Introduction

Getting Started

Web Snapper captures any web page as a full-page screenshot, searchable PDF, single-file HTML, or Markdown — annotate, redact, and save 100% locally.

The web is full of pages worth keeping — a research article, a receipt, a long support thread, a competitor's pricing page. But a bookmark breaks when the page changes, and a quick screenshot rarely captures the whole thing.

Web Snapper turns any page into the format you actually need — a pixel-perfect screenshot, a searchable PDF, a self-contained HTML file, or clean Markdown — and lets you highlight, annotate, and redact right on the page before you save. Everything runs locally in your browser. No account, no cloud, no tracking.

The Web Snapper popup showing capture modes and export formats
Web Snapper's popup: pick a capture mode and an export format.

It's built for researchers, lawyers, analysts, and anyone who needs a faithful, private copy of the web.

What Web Snapper does

A few capabilities cover almost everything you'll want to do.

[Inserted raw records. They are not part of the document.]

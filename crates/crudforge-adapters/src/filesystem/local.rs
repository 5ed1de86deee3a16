//! Local filesystem adapter using std::fs.

use std::io;
use std::path::Path;

use crudforge_core::{application::ports::Filesystem, error::ForgeResult};

/// Production filesystem implementation using `std::fs`.
#[derive(Debug, Clone, Copy)]
pub struct LocalFilesystem;

impl LocalFilesystem {
    /// Create a new local filesystem adapter.
    pub fn new() -> Self {
        Self
    }
}

impl Default for LocalFilesystem {
    fn default() -> Self {
        Self::new()
    }
}

impl Filesystem for LocalFilesystem {
    fn create_dir_all(&self, path: &Path) -> ForgeResult<()> {
        std::fs::create_dir_all(path).map_err(|e| map_io_error(path, e, "create directory"))
    }

    fn write_file(&self, path: &Path, content: &str) -> ForgeResult<()> {
        std::fs::write(path, content).map_err(|e| map_io_error(path, e, "write file"))
    }

    fn exists(&self, path: &Path) -> bool {
        path.exists()
    }
}

fn map_io_error(path: &Path, e: io::Error, operation: &str) -> crudforge_core::error::ForgeError {
    use crudforge_core::application::ApplicationError;

    ApplicationError::FilesystemError {
        path: path.to_path_buf(),
        reason: format!("Failed to {}: {}", operation, e),
    }
    .into()
}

  • Capture modes — grab a full-page screenshot of a long, scrolling page in one shot, drag to select a region, take a quick visible-area shot, or use inner-scroll capture for app panels and threads where the page body itself doesn't scroll.
  • Export formats — save as a searchable PDF (text stays selectable in any language, links stay clickable), a single-file HTML snapshot with images and styles inlined, clean Markdown for Obsidian or Notion, or a PNG image.
  • Annotate and redact — an on-page editor lets you highlight, add notes, draw with pens, arrows, and boxes, and black out or remove anything private. Redacted text is truly removed, not just blurred — so nothing leaks into the export.
  • Local history — every capture is indexed on your device with a thumbnail and full-text search, so you can find anything you've saved instantly.

Private by design

Web Snapper does all of its work — screenshots, packaging, PDF generation, and redaction — on your device. Nothing is uploaded, there's no analytics or tracking, and there's no account to create. It only touches a page when you click its icon, so it never quietly reads your data in the background.